Task to complete: In the material below, find each line holding the string "ListingWire" and copy it.
-------- Provided records --------
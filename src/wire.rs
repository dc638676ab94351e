// ===============================
// src/wire.rs
// ===============================
//
// Wire models for the catalog REST API and their mapping into domain types.
// Field names follow the API (PascalCase JSON). The same structs are
// serialized by the mock transport, so both directions stay in sync.
//
use chrono::Utc;
use serde::{de::DeserializeOwned, Deserialize, Serialize};
use serde_json::Value;
use tracing::warn;

use crate::domain::{CategoryNode, Image, ListingDetails, ListingItem, ListingsResult, PAGE_SIZE};
use crate::error::{FetchError, FetchResult};
use crate::gateway::RawResponse;

#[derive(Debug, Clone, Serialize, Deserialize)]
#[serde(rename_all = "PascalCase")]
pub struct CategoryWire {
    #[serde(default)]
    pub number: String,
    #[serde(default)]
    pub name: String,
    #[serde(default)]
    pub path: String,
    #[serde(default, skip_serializing_if = "Option::is_none")]
    pub count: Option<u64>,
    #[serde(default, skip_serializing_if = "Option::is_none")]
    pub is_leaf: Option<bool>,
    #[serde(default, skip_serializing_if = "Option::is_none")]
    pub subcategories: Option<Vec<CategoryWire>>,
}

impl CategoryWire {
    /// Node for the requested category, one level of children materialized.
    /// The root answers with an empty `Number`, so the node always carries
    /// the id it was requested by.
    fn into_node(self, requested_id: &str) -> CategoryNode {
        let children = self
            .subcategories
            .unwrap_or_default()
            .into_iter()
            .map(CategoryWire::into_child)
            .collect();
        CategoryNode::new(
            requested_id,
            self.name,
            self.path,
            self.count.unwrap_or(0),
            Some(children),
        )
    }

    fn into_child(self) -> CategoryNode {
        let children = match self.is_leaf {
            Some(true) => Some(Vec::new()),
            _ => None,
        };
        CategoryNode::new(self.number, self.name, self.path, self.count.unwrap_or(0), children)
    }
}

#[derive(Debug, Clone, Serialize, Deserialize)]
#[serde(rename_all = "PascalCase")]
pub struct ListingsWire {
    pub total_count: u64,
    #[serde(default, skip_serializing_if = "Option::is_none")]
    pub page: Option<u32>,
    #[serde(default, skip_serializing_if = "Option::is_none")]
    pub page_size: Option<u32>,
    #[serde(default)]
    pub list: Vec<ListingWire>,
}

#[derive(Debug, Clone, Serialize, Deserialize)]
#[serde(rename_all = "PascalCase")]
pub struct ListingWire {
    pub listing_id: u64,
    #[serde(default)]
    pub title: String,
    #[serde(default, skip_serializing_if = "Option::is_none")]
    pub picture_href: Option<String>,
}

fn decode<T: DeserializeOwned>(raw: RawResponse, what: &str) -> FetchResult<T> {
    let value = raw.into_json()?;
    serde_json::from_value(value)
        .map_err(|e| FetchError::invalid_data(format!("malformed {what} payload: {e}")))
}

pub fn category_from_raw(requested_id: &str, raw: RawResponse) -> FetchResult<CategoryNode> {
    let wire: CategoryWire = decode(raw, "category")?;
    Ok(wire.into_node(requested_id))
}

pub fn listings_from_raw(raw: RawResponse) -> FetchResult<ListingsResult> {
    let wire: ListingsWire = decode(raw, "listings")?;
    let mut items: Vec<ListingItem> = wire
        .list
        .into_iter()
        .map(|l| ListingItem {
            id: l.listing_id,
            title: l.title,
            thumbnail_url: l.picture_href.filter(|u| !u.is_empty()),
        })
        .collect();
    if items.len() > PAGE_SIZE {
        warn!(received = items.len(), page_size = PAGE_SIZE, "listings page too long, truncating");
        items.truncate(PAGE_SIZE);
    }
    Ok(ListingsResult {
        total_count: wire.total_count,
        items,
        fetched_at: Utc::now(),
    })
}

pub fn details_from_raw(raw: RawResponse) -> FetchResult<ListingDetails> {
    let value = raw.into_json()?;
    let Value::Object(fields) = value else {
        return Err(FetchError::invalid_data("listing details is not an object"));
    };
    let id = fields
        .get("ListingId")
        .and_then(Value::as_u64)
        .ok_or_else(|| FetchError::invalid_data("listing details without ListingId"))?;
    Ok(ListingDetails { id, fields })
}

pub fn image_from_raw(raw: RawResponse) -> FetchResult<Image> {
    let bytes = raw.into_bytes()?;
    if bytes.is_empty() {
        return Err(FetchError::invalid_data("empty image body"));
    }
    Ok(Image::new(bytes))
}

#[cfg(test)]
mod tests {
    use pretty_assertions::assert_eq;
    use serde_json::json;

    use super::*;
    use crate::error::FetchErrorKind;

    #[test]
    fn category_children_are_shallow_or_confirmed_leaves() {
        let raw = RawResponse::Json(json!({
            "Number": "0001",
            "Name": "Cars",
            "Path": "/Cars",
            "Count": 120,
            "Subcategories": [
                { "Number": "0001-0268", "Name": "Motorbikes", "Path": "/Cars/Motorbikes", "Count": 80 },
                { "Number": "0001-0270", "Name": "Parts", "Path": "/Cars/Parts", "Count": 40, "IsLeaf": true,
                  "Subcategories": [ { "Number": "x", "Name": "ignored" } ] }
            ]
        }));
        let node = category_from_raw("0001", raw).unwrap();

        assert_eq!(node.name(), "Cars");
        assert_eq!(node.listings_count(), 120);
        let children = node.children().unwrap();
        assert_eq!(children.len(), 2);
        assert!(children[0].children().is_none());
        assert!(children[1].is_leaf());
    }

    #[test]
    fn category_without_subcategories_is_leaf() {
        let raw = RawResponse::Json(json!({
            "Number": "0001", "Name": "Cars", "Path": "/Cars", "Count": 120, "Subcategories": []
        }));
        assert!(category_from_raw("0001", raw).unwrap().is_leaf());

        let raw = RawResponse::Json(json!({ "Number": "0002", "Name": "Boats", "Path": "/Boats" }));
        assert!(category_from_raw("0002", raw).unwrap().is_leaf());
    }

    #[test]
    fn root_keeps_requested_id() {
        let raw = RawResponse::Json(json!({ "Number": "", "Name": "Root", "Path": "", "Subcategories": [] }));
        assert_eq!(category_from_raw("0", raw).unwrap().id(), "0");
    }

    #[test]
    fn listings_map_and_truncate() {
        let list: Vec<Value> = (0..25)
            .map(|i| json!({ "ListingId": 6215751 + i, "Title": format!("Pro1 OMEGA {i:04}"), "PictureHref": "" }))
            .collect();
        let raw = RawResponse::Json(json!({ "TotalCount": 32, "List": list }));
        let result = listings_from_raw(raw).unwrap();

        assert_eq!(result.total_count, 32);
        assert_eq!(result.items.len(), PAGE_SIZE);
        assert_eq!(result.items[0].id, 6215751);
        assert_eq!(result.items[0].thumbnail_url, None);
    }

    #[test]
    fn wrong_shape_is_invalid_data_format() {
        let raw = RawResponse::Json(json!({ "List": "nope" }));
        let err = listings_from_raw(raw).unwrap_err();
        assert_eq!(err.kind(), FetchErrorKind::InvalidDataFormat);

        let raw = RawResponse::Json(json!({ "Title": "no id" }));
        assert_eq!(details_from_raw(raw).unwrap_err().kind(), FetchErrorKind::InvalidDataFormat);
    }

    #[test]
    fn details_keep_all_fields() {
        let raw = RawResponse::Json(json!({ "ListingId": 6215751, "Title": "Pro1 OMEGA 0025", "Bids": 3 }));
        let details = details_from_raw(raw).unwrap();
        assert_eq!(details.id, 6215751);
        assert_eq!(details.get_str("Title"), Some("Pro1 OMEGA 0025"));
        assert_eq!(details.get("Bids"), Some(&json!(3)));
    }
}
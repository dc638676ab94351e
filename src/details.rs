// ===============================
// src/details.rs
// ===============================
use std::future::Future;
use std::pin::Pin;
use std::task::{Context, Poll};

use tracing::warn;

use crate::domain::ListingDetails;
use crate::error::{Cancelled, FetchError, FetchResult};
use crate::gateway::{CancelHandle, Endpoint, FetchGateway, Response};
use crate::wire;

/// Pending listing details fetch. Nothing is cached.
pub struct DetailsFetch {
    listing_id: u64,
    response: Response,
}

impl Future for DetailsFetch {
    type Output = Result<FetchResult<ListingDetails>, Cancelled>;

    fn poll(mut self: Pin<&mut Self>, cx: &mut Context<'_>) -> Poll<Self::Output> {
        let listing_id = self.listing_id;
        Pin::new(&mut self.response).poll(cx).map(|out| {
            out.map(|r| {
                r.and_then(wire::details_from_raw).inspect_err(|e| {
                    warn!(listing_id, kind = e.kind().label(), detail = ?e.detail(), "details fetch failed");
                })
            })
        })
    }
}

pub fn request_details(gateway: &FetchGateway, listing_id: u64) -> (CancelHandle, DetailsFetch) {
    let (handle, response) = gateway.request(Endpoint::ListingDetails { id: listing_id });
    (handle, DetailsFetch { listing_id, response })
}

/// One-shot details fetch for callers that never cancel.
pub async fn fetch_details(gateway: &FetchGateway, listing_id: u64) -> FetchResult<ListingDetails> {
    let (_handle, fetch) = request_details(gateway, listing_id);
    fetch
        .await
        .unwrap_or_else(|Cancelled| Err(FetchError::network("request aborted")))
}

#[cfg(test)]
mod tests {
    use pretty_assertions::assert_eq;
    use serde_json::json;

    use super::*;
    use crate::error::FetchErrorKind;
    use crate::gateway::testing::Script;

    #[tokio::test]
    async fn details_are_free_form() {
        let (gateway, script) = Script::gateway();
        let (_h, fetch) = request_details(&gateway, 6215751);
        assert_eq!(script.endpoint(0), Endpoint::ListingDetails { id: 6215751 });
        script.respond_json(0, json!({ "ListingId": 6215751, "Title": "Pro1 OMEGA 0012", "BidCount": 4 }));

        let details = fetch.await.unwrap().unwrap();
        assert_eq!(details.id, 6215751);
        assert_eq!(details.get("BidCount"), Some(&json!(4)));
    }

    #[tokio::test]
    async fn errors_and_cancellation() {
        let (gateway, script) = Script::gateway();

        let (_h, fetch) = request_details(&gateway, 1);
        script.respond_json(0, json!(["not", "an", "object"]));
        assert_eq!(fetch.await.unwrap().unwrap_err().kind(), FetchErrorKind::InvalidDataFormat);

        let (handle, fetch) = request_details(&gateway, 2);
        handle.cancel();
        assert!(matches!(fetch.await, Err(Cancelled)));

        let pending = tokio::spawn({
            let gateway = gateway.clone();
            async move { fetch_details(&gateway, 3).await }
        });
        while script.calls() < 3 {
            tokio::task::yield_now().await;
        }
        script.fail(2, FetchErrorKind::PlannedOutage);
        assert_eq!(pending.await.unwrap().unwrap_err().kind(), FetchErrorKind::PlannedOutage);
    }
}
// ===============================
// src/lib.rs
// ===============================
pub mod browser;
pub mod category;
pub mod config;
pub mod details;
pub mod domain;
pub mod error;
pub mod gateway;
pub mod gateway_http;  // marketplace REST (reqwest)
pub mod gateway_mock;  // offline marketplace
pub mod listings;
pub mod metrics;
pub mod thumbnails;
pub mod wire;

pub use browser::{BrowseIntent, BrowseState, CategoryBrowser};
pub use category::{CategoryFetch, CategoryRepository};
pub use details::{fetch_details, request_details, DetailsFetch};
pub use domain::{
    CategoryNode, CategoryPath, Condition, Image, ListingDetails, ListingItem, ListingsQuery,
    ListingsResult, SortOrder, ThumbnailState, PAGE_SIZE,
};
pub use error::{Cancelled, ConfigError, FetchError, FetchErrorKind, FetchResult, NavigationError};
pub use gateway::{CancelHandle, Endpoint, FetchGateway, RawResponse, Response, Transport};
pub use listings::{ListingsIntent, ListingsSession, SessionEvent, SessionState, ThumbnailRequest};
pub use thumbnails::{ThumbnailCache, ThumbnailUpdate};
--------
Your solution:
    pub list: Vec<ListingWire>,
pub struct ListingWire {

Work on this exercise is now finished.